## Material supplied
§ §

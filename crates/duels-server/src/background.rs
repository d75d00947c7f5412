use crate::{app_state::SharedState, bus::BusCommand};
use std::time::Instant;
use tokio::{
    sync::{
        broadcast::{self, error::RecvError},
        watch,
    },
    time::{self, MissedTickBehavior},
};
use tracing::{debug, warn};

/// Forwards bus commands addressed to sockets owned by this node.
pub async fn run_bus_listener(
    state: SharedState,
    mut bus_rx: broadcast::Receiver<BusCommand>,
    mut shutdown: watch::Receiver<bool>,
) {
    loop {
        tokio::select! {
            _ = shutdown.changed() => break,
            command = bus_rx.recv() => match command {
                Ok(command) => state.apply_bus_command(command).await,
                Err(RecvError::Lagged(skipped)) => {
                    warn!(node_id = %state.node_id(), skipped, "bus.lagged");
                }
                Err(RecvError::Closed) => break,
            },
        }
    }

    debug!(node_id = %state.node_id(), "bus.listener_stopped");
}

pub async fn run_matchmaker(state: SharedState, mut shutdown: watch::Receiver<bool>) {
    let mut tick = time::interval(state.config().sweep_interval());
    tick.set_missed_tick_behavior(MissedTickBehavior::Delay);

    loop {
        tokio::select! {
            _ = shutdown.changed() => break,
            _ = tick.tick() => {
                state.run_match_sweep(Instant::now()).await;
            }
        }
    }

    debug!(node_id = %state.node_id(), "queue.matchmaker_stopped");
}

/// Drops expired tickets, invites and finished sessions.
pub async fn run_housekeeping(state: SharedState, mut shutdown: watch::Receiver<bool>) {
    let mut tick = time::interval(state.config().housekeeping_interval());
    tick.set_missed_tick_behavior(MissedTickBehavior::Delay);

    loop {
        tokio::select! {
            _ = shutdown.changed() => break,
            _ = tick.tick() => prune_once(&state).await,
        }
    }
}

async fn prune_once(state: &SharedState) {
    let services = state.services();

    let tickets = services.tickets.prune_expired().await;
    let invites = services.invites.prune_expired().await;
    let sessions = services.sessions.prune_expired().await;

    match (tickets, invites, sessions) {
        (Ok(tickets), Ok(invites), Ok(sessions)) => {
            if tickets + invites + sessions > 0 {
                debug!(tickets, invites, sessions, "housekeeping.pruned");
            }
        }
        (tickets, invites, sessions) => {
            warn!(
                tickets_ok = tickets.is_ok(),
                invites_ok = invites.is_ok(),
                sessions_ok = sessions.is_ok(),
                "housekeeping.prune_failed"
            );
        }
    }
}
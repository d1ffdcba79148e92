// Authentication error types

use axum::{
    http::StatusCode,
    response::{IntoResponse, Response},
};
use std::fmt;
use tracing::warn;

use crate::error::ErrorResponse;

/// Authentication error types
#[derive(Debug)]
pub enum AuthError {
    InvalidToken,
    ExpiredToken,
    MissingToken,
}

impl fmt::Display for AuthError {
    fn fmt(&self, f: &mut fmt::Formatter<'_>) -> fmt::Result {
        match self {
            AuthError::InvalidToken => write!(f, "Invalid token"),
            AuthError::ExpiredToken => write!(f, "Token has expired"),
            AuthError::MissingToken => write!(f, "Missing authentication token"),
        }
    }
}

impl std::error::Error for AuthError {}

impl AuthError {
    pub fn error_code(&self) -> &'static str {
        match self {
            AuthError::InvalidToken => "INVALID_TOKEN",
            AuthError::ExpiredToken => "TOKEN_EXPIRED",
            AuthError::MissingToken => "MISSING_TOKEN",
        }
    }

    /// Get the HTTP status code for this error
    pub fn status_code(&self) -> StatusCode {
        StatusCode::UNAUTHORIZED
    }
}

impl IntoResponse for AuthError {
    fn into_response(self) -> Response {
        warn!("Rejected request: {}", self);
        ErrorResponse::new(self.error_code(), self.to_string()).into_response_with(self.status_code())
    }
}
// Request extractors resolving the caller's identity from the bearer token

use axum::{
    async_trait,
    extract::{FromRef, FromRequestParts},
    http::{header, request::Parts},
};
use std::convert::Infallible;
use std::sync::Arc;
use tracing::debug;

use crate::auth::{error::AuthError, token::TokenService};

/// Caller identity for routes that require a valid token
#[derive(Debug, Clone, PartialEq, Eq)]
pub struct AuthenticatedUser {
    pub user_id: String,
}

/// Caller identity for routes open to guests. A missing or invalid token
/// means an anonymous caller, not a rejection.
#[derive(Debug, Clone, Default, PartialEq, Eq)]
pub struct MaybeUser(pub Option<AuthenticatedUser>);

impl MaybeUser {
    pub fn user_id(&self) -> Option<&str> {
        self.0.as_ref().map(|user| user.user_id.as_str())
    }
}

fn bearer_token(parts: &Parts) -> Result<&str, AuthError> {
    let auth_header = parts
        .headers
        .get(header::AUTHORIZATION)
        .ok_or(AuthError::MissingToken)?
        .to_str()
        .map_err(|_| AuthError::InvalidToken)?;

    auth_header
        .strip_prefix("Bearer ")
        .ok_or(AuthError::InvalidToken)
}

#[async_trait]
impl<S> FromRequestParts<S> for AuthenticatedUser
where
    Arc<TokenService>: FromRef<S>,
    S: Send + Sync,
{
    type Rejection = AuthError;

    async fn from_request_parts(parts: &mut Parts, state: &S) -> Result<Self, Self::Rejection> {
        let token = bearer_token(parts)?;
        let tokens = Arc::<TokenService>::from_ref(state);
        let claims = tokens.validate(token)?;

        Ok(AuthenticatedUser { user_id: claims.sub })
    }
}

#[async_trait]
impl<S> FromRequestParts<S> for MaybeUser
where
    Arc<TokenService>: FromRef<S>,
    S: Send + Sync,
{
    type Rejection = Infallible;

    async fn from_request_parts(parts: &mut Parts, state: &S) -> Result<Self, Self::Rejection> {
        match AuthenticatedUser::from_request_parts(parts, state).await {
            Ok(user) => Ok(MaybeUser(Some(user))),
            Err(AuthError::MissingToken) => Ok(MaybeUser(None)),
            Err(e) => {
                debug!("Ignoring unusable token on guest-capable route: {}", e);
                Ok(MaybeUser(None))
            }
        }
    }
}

§ §

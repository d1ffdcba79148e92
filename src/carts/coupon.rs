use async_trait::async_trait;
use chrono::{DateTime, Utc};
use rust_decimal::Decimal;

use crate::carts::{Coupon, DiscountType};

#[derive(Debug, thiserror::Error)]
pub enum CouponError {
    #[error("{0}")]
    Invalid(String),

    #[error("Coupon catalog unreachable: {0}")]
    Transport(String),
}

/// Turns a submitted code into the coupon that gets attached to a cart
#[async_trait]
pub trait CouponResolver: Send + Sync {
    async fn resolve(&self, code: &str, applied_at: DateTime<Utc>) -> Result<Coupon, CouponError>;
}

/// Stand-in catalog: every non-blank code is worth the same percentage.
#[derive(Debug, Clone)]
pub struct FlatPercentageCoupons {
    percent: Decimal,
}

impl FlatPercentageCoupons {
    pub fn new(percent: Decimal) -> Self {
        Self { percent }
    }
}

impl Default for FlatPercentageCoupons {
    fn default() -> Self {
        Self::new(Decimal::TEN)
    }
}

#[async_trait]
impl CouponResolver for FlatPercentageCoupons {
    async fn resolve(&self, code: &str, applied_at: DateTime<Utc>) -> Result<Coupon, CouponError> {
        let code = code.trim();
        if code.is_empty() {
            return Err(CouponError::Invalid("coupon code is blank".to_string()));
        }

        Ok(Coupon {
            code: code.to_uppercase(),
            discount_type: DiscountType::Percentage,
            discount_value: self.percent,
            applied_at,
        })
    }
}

§ §

## Action item
The required answer is the run of lines above, starting at the line with "filename crates/duels-server/src/background.rs" and ending at the line with "pub async fn run_matchmaker(state: SharedState, mut", reproduced exactly with both ends.

## Output
filename crates/duels-server/src/background.rs
repository d75d00947c7f5412
use crate::{app_state::SharedState, bus::BusCommand};
use std::time::Instant;
use tokio::{
    sync::{
        broadcast::{self, error::RecvError},
        watch,
    },
    time::{self, MissedTickBehavior},
};
use tracing::{debug, warn};

/// Forwards bus commands addressed to sockets owned by this node.
pub async fn run_bus_listener(
    state: SharedState,
    mut bus_rx: broadcast::Receiver<BusCommand>,
    mut shutdown: watch::Receiver<bool>,
) {
    loop {
        tokio::select! {
            _ = shutdown.changed() => break,
            command = bus_rx.recv() => match command {
                Ok(command) => state.apply_bus_command(command).await,
                Err(RecvError::Lagged(skipped)) => {
                    warn!(node_id = %state.node_id(), skipped, "bus.lagged");
                }
                Err(RecvError::Closed) => break,
            },
        }
    }

    debug!(node_id = %state.node_id(), "bus.listener_stopped");
}

pub async fn run_matchmaker(state: SharedState, mut shutdown: watch::Receiver<bool>) {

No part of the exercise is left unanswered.